Task details
Quote only the lines from the top of the listing below down to and including the line with "pub use texts::Texts;".

● ● ●

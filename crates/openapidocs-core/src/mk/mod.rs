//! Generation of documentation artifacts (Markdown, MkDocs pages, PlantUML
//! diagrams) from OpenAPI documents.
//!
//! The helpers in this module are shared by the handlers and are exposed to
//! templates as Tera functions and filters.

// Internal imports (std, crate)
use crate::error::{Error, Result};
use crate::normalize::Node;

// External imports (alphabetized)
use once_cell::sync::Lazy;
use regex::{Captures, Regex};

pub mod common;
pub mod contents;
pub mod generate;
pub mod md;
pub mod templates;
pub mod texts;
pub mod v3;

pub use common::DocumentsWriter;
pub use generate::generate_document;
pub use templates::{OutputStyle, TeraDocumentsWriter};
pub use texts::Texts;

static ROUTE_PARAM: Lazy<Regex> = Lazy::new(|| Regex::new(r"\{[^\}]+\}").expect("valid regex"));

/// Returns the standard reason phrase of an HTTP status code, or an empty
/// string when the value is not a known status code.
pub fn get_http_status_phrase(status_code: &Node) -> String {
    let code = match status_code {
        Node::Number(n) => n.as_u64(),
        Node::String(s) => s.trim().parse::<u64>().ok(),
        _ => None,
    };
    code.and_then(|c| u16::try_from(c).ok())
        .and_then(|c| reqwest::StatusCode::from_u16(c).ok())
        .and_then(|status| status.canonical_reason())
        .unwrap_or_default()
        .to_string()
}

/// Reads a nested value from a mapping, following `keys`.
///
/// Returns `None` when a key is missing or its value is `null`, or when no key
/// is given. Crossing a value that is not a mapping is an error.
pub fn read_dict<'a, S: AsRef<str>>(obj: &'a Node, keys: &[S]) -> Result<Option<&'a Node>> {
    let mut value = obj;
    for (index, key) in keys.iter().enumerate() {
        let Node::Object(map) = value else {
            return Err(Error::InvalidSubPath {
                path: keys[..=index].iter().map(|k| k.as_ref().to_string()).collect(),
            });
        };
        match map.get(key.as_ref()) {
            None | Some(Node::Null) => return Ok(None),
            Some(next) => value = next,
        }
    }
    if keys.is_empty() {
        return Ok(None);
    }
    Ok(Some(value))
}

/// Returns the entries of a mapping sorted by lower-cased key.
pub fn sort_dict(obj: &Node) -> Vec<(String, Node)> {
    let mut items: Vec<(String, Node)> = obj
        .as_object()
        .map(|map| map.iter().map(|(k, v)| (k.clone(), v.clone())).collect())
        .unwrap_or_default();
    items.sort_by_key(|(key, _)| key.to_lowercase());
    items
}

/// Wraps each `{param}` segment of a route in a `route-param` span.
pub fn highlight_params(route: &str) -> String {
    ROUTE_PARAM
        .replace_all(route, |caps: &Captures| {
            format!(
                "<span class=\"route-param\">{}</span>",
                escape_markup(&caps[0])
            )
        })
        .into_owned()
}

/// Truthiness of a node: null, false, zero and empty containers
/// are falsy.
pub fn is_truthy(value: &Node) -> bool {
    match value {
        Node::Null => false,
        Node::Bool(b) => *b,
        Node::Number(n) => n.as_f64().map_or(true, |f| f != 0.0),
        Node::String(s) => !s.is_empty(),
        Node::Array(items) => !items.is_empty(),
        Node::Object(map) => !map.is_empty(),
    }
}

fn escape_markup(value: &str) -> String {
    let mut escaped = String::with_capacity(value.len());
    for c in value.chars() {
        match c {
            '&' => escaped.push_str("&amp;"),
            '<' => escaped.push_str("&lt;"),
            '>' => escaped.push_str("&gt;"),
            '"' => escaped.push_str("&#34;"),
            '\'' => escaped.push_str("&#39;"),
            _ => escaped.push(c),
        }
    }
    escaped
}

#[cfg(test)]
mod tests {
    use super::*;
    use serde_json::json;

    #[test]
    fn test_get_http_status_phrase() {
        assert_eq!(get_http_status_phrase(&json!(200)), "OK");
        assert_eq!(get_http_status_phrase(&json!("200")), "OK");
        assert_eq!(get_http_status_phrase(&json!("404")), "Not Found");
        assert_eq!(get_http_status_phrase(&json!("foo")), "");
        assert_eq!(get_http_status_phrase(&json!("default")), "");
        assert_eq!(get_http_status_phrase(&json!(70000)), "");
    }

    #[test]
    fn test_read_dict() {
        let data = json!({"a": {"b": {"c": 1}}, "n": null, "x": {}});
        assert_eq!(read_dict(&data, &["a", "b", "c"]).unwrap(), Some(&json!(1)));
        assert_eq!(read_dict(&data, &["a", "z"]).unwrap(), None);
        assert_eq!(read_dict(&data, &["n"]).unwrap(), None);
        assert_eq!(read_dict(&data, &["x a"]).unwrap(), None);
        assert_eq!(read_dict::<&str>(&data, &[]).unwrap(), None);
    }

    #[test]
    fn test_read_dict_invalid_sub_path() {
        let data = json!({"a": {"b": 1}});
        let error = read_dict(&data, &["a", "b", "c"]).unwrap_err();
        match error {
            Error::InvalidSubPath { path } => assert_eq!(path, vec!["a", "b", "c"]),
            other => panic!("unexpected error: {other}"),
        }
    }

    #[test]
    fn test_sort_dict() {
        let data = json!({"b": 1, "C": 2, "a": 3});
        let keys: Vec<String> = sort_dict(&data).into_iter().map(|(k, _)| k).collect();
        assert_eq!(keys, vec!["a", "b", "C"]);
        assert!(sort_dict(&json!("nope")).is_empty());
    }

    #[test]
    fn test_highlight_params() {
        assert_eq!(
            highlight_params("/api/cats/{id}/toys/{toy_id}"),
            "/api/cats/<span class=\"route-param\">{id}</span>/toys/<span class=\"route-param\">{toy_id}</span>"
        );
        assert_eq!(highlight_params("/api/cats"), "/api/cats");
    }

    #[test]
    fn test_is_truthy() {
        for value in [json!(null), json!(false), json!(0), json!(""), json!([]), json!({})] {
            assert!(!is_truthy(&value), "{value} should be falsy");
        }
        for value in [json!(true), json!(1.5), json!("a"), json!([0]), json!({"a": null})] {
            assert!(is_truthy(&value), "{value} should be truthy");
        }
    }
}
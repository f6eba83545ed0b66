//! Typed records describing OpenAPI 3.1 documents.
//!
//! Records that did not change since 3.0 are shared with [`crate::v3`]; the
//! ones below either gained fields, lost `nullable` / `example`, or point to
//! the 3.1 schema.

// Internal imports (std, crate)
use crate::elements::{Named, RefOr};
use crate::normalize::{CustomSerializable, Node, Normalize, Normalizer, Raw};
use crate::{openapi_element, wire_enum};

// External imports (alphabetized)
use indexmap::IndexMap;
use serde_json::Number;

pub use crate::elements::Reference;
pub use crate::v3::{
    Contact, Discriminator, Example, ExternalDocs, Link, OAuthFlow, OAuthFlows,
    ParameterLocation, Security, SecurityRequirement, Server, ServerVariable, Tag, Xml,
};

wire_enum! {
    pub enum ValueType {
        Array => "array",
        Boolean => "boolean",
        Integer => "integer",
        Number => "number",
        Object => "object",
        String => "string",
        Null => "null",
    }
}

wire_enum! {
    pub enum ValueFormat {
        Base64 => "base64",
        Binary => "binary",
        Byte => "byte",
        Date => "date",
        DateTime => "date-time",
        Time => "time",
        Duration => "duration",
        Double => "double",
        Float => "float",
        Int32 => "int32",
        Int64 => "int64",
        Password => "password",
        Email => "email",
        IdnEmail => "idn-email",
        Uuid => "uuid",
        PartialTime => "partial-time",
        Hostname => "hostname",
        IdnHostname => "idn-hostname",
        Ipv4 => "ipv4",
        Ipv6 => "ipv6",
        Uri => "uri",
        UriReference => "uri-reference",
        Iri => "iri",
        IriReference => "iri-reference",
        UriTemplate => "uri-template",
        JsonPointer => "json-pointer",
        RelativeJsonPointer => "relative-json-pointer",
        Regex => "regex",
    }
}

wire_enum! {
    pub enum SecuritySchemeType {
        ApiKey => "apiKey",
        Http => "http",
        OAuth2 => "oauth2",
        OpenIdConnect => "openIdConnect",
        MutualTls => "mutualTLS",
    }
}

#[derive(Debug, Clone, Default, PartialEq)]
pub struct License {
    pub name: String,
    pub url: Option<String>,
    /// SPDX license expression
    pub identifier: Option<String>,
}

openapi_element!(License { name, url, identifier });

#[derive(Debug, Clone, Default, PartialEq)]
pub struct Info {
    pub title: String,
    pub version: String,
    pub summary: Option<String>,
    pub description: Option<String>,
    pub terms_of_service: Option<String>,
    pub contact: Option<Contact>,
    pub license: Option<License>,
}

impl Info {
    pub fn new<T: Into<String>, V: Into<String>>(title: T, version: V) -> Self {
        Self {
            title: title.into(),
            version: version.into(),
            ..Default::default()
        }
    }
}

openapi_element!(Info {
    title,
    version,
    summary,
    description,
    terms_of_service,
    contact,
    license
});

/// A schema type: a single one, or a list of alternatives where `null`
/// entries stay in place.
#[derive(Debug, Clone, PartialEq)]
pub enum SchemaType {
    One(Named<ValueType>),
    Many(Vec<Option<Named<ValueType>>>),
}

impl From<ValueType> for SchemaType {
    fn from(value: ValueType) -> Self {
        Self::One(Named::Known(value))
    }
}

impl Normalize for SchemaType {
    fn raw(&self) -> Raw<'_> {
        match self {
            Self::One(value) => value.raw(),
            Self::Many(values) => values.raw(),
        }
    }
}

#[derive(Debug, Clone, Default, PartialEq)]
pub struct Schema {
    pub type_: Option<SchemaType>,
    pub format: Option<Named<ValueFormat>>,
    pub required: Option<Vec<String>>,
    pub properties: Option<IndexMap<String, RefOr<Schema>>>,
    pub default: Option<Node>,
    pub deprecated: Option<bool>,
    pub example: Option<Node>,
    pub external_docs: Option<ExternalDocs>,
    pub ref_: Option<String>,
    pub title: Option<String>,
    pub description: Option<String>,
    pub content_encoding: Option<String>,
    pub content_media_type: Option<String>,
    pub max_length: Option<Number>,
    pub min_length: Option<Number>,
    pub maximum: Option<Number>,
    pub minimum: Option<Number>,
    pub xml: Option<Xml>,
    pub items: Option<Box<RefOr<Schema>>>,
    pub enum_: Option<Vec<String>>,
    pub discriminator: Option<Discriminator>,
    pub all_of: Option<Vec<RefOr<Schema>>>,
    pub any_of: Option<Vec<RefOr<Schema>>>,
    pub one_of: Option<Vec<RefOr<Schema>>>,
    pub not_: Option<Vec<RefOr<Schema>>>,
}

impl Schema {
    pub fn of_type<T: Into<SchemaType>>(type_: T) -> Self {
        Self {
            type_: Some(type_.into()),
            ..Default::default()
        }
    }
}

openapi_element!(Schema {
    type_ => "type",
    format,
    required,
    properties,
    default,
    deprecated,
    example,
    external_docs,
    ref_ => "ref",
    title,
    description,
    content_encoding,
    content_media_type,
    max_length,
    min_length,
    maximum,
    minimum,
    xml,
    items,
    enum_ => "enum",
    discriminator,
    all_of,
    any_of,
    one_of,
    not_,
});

● ● ●

Task response
filename crates/openapidocs-core/src/mk/mod.rs
//! Generation of documentation artifacts (Markdown, MkDocs pages, PlantUML
//! diagrams) from OpenAPI documents.
//!
//! The helpers in this module are shared by the handlers and are exposed to
//! templates as Tera functions and filters.

// Internal imports (std, crate)
use crate::error::{Error, Result};
use crate::normalize::Node;

// External imports (alphabetized)
use once_cell::sync::Lazy;
use regex::{Captures, Regex};

pub mod common;
pub mod contents;
pub mod generate;
pub mod md;
pub mod templates;
pub mod texts;
pub mod v3;

pub use common::DocumentsWriter;
pub use generate::generate_document;
pub use templates::{OutputStyle, TeraDocumentsWriter};
pub use texts::Texts;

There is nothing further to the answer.